Главными оказываются духовный мир героя, его чувства и настроения. А так как среда и сфера этих чувств условная, комастическая, т. е. застольная, условна действительность и столь же условны ситуации, условными оказываются все эти герои, включая авторское «я». Под маской условных персонажей эпиграмматисты, и прежде всего Асклепиад, демонстрируют множество оттенков любовного чувства, а ускользающую в своей условности традицию удерживают и вновь оживляют обилием якобы реальных вещей внешнего мира. Лампы, венки, дверные засовы, плащи, пояса, накидки, цепи, луки, стрелы приходят в эпиграмматическую поэзию не как предметы повседневного обихода, а фетишами, символизирующими реальность чувств. Они позволяют поэту конкретизировать то, о чем он говорит, преодолевать мешающую ему иллюзорность. Его герой, всецело поглощенный своими чувствами, будет говорить о целительной смерти (№ 15, 17), не бояться посылать вызов самому Зевсу, Эроту и Эротам (№ 11, 16, 17) и наряду с этим наслаждаться жизнью и призывать следовать его примеру (№ 2, 4). Асклепиад любит демонстрировать свое искусство комбинаций различных видов эпиграмм, соединяя даже противоположные. Так, в одном из четверостиший горестная смерть девственницы — мотив подлинных эпитафий — должна напомнить не столько о быстротечности жизни, сколько призвать к любовным утехам — застольный мотив (№ 2). Песни перед закрытой дверью некогда входили в ритуал симпосиев и являлись завершением ночных гуляний сотрапезников. Такие песни впоследствии возродились в виде европейских серенад. Асклепиад первым успешно использует их как модель эпиграммы (№ 13, 14, 35).

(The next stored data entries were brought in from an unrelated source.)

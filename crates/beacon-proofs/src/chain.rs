//! Cross-snapshot proof chains.
//!
//! A withdrawal lives in a block, but callers usually trust a later block
//! root. These helpers join a block proof to the state that remembers that
//! block, either through the recent `block_roots` ring buffer or through a
//! `historical_summaries` entry.

use tracing::debug;

use crate::block_prover::BlockProver;
use crate::gindex::frame;
use crate::proof::{Proof, ProofError};
use crate::state_prover::StateProver;

/// `withdrawals[index]` of `block`, proven up to the block root of `state`
/// through `state.block_roots`.
///
/// # Errors
/// `SlotNotRecent` if `state` no longer holds the block's root, `RootMismatch`
/// if it holds a different root at that slot.
pub fn recent_withdrawal_proof(
    block: &BlockProver,
    state: &StateProver,
    index: u64,
) -> Result<Proof<frame::BlockHeader, frame::Field>, ProofError> {
    let withdrawal = block.withdrawal_proof(index)?;
    let placed = state.block_root_proof(block.slot())?;
    if *placed.leaf() != block.block_root() {
        return Err(ProofError::RootMismatch {
            what: "block_roots entry",
            expected: block.block_root(),
            actual: *placed.leaf(),
        });
    }

    let proof = withdrawal.then(placed)?;
    debug!(
        index,
        block_slot = block.slot(),
        state_slot = state.slot(),
        gindex = proof.gindex(),
        "Recent withdrawal proof"
    );
    Ok(proof)
}

/// `withdrawals[index]` of `block`, proven up to the block root of `state`
/// through the historical summary of the block's era.
///
/// `era_state` is the state at the first slot after that era, whose ring
/// buffers the summary committed to.
///
/// # Errors
/// `RootMismatch` if `era_state` does not hold the block's root, or its
/// buffers do not hash to the summary recorded in `state`.
pub fn historical_withdrawal_proof(
    block: &BlockProver,
    era_state: &StateProver,
    state: &StateProver,
    index: u64,
) -> Result<Proof<frame::BlockHeader, frame::Field>, ProofError> {
    let withdrawal = block.withdrawal_proof(index)?;

    let in_era = era_state.historical_summary_block_root_proof(block.slot())?;
    if *in_era.leaf() != block.block_root() {
        return Err(ProofError::RootMismatch {
            what: "era block_roots entry",
            expected: block.block_root(),
            actual: *in_era.leaf(),
        });
    }

    let summary = state.historical_summary_proof(block.slot())?;
    let era_root = in_era.root()?;
    if era_root != *summary.leaf() {
        return Err(ProofError::RootMismatch {
            what: "historical summary",
            expected: *summary.leaf(),
            actual: era_root,
        });
    }

    let proof = withdrawal.then(in_era)?.then(summary)?;
    debug!(
        index,
        block_slot = block.slot(),
        state_slot = state.slot(),
        gindex = proof.gindex(),
        "Historical withdrawal proof"
    );
    Ok(proof)
}
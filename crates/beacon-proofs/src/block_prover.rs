//! Block-level Proof Extractors

use ssz_rs::HashTreeRoot;
use tracing::{debug, instrument};

use crate::codec::BeaconBlock;
use crate::gindex::{frame, GindexCalculator};
use crate::proof::{Proof, ProofError};
use crate::schema::Fork;
use crate::sparse_proof::{MerkleTree, ProofSource};
use crate::tree::block_tree;
use crate::types::Hash32;

/// Proof generator for one decoded block.
#[derive(Debug)]
pub struct BlockProver {
    calculator: GindexCalculator,
    block: BeaconBlock,
    tree: MerkleTree,
    block_root: Hash32,
}

impl BlockProver {
    /// Hash `block` with its withdrawals expanded.
    ///
    /// # Errors
    /// `Merkleization` if the block cannot be hashed.
    #[instrument(skip_all, fields(fork = %block.fork(), slot = block.slot()))]
    pub fn new(block: BeaconBlock) -> Result<Self, ProofError> {
        let calculator = GindexCalculator::new(block.fork());
        let tree = block_tree(&block)?;
        let block_root = tree.hash_tree_root();
        debug!(block_root = %hex::encode(block_root), "Block prover ready");
        Ok(Self {
            calculator,
            block,
            tree,
            block_root,
        })
    }

    #[must_use]
    pub fn fork(&self) -> Fork {
        self.calculator.schema().fork
    }

    #[must_use]
    pub const fn calculator(&self) -> &GindexCalculator {
        &self.calculator
    }

    #[must_use]
    pub fn slot(&self) -> u64 {
        self.block.slot()
    }

    #[must_use]
    pub const fn block_root(&self) -> Hash32 {
        self.block_root
    }

    #[must_use]
    pub fn withdrawal_count(&self) -> u64 {
        self.block.execution_payload().withdrawals.len() as u64
    }

    /// `body.execution_payload.withdrawals[index]`, proven up to the block root.
    ///
    /// # Errors
    /// `IndexOutOfBounds` past the block's withdrawal count.
    pub fn withdrawal_proof(
        &self,
        index: u64,
    ) -> Result<Proof<frame::BeaconBlock, frame::Field>, ProofError> {
        let count = self.withdrawal_count();
        if index >= count {
            return Err(ProofError::IndexOutOfBounds {
                collection: "withdrawals",
                index,
                limit: count,
            });
        }
        let proof = Proof::from_source(&self.tree, self.calculator.withdrawal_in_block(index)?)?;
        debug!(index, gindex = proof.gindex(), "Withdrawal proof");
        Ok(proof)
    }

    /// Rebuild the block's header with `ssz_rs` and compare its root to the
    /// cached block root.
    ///
    /// # Errors
    /// `RootMismatch` if the two disagree.
    pub fn self_check(&self) -> Result<(), ProofError> {
        let expected: Hash32 = self.block.header()?.hash_tree_root()?.into();
        if expected != self.block_root {
            return Err(ProofError::RootMismatch {
                what: "block",
                expected,
                actual: self.block_root,
            });
        }
        Ok(())
    }
}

Реальные эпитафии, экфрастические эпиграммы, надписи на книгах, прославляющие их сочинителей, продолжают существовать; сохраняется прежняя внешняя форма надписи, но голос автора звучит в них уже неумолчно. Асклепиад, как уроженец одного из островов, не обошел вниманием мотив гибели в море (№ 30, 31). А у его последователя Гедила мотив морского бедствия уже полностью метафоризируется: крушением застигнуты трое моряков, которых нагими вышвырнули из дома три гетеры (№ 11). Пикантная жанровая картинка смыкается с притчей и завершается назиданием:
Ах, на лодках своих от пиратских триер Афродиты
Бегством спасайтесь — они ведь пострашнее Сирен.
Вариант этой эпиграммы, развивающий тот же образ, сохранен у Мелеагра (№ 60). Поэты-эпиграмматисты заимствуют друг у друга темы и сюжеты; они предаются увлекательной игре, в которой каждый из них старается по-разному описать одно и то же, расцветив ситуацию новыми тонами и подробностями, внеся нечто оригинальное, свое. Иногда поэты сознательно подчеркивают общность, как например, Посидипп (№ 24), создавая псевдопосвятительную надпись, в которой варьирует тему, использованную Асклепиадом (№ 6). Оба эти стихотворения являются изящными шутками, лишь отдаленно напоминающими реальные посвятительные надписи, хотя в них по всем правилам поименованы посвятители, перечислены дары, указан повод для посвящения и названо божество—«любезная Киприда». Отличие обнаруживается в тончайших нюансах, для распознания которых слушателям и читателям одинаково необходимы большой опыт и основательная эрудиция. Эти ранние эллинистические эпиграмматисты, владея в совершенстве искусством словесно-художественной мистификации, могут сочинять и подлинные эпиграммы, предназначенные для того, чтобы быть надписями.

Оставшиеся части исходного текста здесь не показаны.